The word "Processing" marks the lines you need; copy each of them from the data.
========================================
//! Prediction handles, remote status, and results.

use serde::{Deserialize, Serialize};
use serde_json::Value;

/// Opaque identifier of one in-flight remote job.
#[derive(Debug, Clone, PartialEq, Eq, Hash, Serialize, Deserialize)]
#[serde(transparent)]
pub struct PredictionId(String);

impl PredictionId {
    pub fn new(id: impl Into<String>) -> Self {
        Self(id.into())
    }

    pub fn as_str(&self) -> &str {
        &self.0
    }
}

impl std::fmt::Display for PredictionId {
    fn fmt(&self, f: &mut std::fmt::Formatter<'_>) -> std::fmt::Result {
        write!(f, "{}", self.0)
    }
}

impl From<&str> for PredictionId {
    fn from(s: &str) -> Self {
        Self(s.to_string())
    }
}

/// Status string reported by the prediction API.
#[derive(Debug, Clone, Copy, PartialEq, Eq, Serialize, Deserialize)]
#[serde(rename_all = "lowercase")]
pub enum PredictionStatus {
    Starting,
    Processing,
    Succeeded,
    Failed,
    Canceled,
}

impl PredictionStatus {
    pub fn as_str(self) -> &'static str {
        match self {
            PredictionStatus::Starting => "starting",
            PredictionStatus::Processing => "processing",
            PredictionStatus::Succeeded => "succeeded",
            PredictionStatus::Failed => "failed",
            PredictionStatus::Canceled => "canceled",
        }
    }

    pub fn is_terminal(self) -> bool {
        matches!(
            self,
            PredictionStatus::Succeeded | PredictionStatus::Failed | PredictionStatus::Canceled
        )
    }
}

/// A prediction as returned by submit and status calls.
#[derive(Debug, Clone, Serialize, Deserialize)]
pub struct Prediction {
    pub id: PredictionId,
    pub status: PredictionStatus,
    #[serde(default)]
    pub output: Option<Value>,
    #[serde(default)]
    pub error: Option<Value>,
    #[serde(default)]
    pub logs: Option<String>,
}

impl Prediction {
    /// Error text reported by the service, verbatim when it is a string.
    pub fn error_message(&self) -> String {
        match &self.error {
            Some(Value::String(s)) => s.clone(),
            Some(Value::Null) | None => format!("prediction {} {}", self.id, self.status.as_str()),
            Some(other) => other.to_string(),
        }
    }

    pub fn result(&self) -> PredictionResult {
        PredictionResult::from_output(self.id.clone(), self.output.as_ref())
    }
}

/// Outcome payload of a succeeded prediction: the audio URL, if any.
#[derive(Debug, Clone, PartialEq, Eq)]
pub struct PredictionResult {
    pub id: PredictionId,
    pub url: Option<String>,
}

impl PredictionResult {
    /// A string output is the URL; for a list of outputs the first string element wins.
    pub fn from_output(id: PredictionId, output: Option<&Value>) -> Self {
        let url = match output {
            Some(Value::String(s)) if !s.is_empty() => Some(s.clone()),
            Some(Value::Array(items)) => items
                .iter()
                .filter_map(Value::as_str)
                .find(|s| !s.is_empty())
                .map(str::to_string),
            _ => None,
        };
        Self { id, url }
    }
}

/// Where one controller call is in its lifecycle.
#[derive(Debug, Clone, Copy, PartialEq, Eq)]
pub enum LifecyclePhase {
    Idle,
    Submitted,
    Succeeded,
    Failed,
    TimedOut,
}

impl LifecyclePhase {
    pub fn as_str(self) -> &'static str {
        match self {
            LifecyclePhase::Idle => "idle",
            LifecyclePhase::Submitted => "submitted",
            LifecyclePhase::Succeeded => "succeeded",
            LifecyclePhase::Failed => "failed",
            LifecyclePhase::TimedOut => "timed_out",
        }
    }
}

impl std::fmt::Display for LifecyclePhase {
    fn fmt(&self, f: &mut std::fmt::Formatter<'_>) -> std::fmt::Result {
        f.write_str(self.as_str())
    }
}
========================================
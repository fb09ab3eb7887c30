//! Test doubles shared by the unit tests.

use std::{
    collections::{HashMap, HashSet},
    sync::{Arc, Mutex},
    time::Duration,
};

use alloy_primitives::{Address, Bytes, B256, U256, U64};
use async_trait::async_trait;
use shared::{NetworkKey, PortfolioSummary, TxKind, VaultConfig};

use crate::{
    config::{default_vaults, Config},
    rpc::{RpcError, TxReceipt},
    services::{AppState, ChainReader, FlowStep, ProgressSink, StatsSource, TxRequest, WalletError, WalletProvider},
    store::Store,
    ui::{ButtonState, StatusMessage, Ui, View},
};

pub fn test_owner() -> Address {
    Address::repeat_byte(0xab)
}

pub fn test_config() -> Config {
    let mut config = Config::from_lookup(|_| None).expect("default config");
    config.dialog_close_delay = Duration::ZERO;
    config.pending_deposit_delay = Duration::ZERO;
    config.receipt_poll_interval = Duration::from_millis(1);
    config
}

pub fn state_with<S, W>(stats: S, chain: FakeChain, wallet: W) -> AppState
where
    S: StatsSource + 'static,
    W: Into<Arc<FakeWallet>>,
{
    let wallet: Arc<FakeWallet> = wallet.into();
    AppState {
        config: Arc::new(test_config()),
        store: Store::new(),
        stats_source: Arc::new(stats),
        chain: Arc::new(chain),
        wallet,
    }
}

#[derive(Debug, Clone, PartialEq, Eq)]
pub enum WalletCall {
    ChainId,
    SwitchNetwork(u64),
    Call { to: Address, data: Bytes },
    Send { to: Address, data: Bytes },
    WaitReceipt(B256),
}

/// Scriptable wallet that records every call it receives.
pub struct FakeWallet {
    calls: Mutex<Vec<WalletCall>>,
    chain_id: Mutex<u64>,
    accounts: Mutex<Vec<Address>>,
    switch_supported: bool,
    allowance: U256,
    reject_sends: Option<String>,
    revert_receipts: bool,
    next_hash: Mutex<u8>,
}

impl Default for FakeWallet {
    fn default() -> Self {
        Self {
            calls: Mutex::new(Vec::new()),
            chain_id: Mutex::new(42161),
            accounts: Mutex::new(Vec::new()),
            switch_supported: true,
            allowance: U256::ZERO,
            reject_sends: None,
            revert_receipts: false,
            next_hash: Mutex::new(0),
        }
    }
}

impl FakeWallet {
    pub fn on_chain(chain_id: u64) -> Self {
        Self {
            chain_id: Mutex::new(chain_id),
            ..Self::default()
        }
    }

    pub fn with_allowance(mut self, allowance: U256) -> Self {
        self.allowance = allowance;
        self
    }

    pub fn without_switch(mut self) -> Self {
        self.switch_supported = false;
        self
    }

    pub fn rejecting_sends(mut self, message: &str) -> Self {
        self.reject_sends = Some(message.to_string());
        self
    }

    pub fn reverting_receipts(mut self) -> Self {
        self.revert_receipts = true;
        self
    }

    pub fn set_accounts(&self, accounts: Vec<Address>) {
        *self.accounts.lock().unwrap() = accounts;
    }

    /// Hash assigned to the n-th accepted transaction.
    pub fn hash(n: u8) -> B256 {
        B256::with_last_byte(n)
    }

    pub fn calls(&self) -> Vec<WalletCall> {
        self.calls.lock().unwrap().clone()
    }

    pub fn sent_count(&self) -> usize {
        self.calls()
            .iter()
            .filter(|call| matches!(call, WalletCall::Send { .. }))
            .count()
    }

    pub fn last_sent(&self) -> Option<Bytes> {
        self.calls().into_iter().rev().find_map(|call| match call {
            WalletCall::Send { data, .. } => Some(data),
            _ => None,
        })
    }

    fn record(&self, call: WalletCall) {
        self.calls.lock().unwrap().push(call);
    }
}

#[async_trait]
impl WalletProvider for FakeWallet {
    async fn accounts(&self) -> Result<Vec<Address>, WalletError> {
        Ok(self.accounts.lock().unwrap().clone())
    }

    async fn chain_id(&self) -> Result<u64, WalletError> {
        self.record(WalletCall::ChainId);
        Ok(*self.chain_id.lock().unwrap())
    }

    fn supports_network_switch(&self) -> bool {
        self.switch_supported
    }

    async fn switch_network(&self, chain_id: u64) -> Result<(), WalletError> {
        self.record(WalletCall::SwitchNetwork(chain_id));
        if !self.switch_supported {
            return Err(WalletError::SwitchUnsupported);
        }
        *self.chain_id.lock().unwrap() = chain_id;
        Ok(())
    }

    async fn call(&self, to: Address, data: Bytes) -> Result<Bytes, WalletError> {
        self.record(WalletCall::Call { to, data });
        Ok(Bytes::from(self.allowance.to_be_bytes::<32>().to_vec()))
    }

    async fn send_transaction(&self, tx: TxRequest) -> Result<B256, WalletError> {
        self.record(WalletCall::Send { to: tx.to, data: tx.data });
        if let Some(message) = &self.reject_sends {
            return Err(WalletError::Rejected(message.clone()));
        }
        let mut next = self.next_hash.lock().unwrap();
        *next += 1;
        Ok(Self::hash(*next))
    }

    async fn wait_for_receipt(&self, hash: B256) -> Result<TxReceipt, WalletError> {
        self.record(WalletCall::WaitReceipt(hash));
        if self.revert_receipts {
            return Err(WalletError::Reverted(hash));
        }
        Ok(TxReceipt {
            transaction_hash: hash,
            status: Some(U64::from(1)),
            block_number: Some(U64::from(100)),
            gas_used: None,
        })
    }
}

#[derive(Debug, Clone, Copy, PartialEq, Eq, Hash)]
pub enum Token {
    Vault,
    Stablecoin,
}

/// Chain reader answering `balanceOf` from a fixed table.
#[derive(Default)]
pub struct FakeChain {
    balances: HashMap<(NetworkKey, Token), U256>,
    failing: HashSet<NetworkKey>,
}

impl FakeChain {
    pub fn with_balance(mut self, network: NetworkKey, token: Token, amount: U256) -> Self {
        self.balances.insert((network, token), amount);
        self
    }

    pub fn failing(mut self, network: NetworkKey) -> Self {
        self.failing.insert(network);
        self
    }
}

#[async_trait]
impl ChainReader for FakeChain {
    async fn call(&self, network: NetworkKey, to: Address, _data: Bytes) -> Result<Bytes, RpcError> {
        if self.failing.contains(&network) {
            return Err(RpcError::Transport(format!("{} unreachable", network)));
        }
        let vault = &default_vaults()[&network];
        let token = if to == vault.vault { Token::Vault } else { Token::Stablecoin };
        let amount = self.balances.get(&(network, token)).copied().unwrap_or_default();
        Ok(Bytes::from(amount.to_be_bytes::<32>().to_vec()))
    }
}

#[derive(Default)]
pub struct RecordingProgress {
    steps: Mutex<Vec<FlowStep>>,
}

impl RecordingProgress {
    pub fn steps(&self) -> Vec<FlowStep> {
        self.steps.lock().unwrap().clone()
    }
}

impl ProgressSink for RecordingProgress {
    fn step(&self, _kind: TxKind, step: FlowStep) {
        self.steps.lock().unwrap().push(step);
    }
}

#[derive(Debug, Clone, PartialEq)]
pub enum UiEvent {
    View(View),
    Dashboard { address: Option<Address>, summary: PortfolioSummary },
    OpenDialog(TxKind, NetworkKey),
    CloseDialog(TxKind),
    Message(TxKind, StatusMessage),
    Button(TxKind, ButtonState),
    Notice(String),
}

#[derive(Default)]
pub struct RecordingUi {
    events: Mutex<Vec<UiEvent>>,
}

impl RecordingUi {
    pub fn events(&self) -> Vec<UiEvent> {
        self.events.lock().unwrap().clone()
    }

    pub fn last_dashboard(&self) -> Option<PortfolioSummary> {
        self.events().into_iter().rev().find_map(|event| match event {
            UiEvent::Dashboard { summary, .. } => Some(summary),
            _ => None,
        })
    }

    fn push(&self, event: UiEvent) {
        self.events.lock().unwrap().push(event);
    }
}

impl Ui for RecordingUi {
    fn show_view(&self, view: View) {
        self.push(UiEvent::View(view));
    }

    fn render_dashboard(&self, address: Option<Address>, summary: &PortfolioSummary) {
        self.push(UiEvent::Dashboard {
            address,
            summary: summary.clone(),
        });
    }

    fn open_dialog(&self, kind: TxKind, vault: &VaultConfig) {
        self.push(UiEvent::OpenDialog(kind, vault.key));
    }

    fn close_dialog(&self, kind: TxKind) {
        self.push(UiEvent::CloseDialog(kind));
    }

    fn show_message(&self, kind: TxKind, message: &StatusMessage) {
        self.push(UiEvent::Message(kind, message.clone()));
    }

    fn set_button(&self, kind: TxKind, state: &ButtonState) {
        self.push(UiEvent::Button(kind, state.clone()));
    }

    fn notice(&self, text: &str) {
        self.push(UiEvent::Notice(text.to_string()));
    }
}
========================================
OUTPUT FOR THIS TASK:
    Processing,
            PredictionStatus::Processing => "processing",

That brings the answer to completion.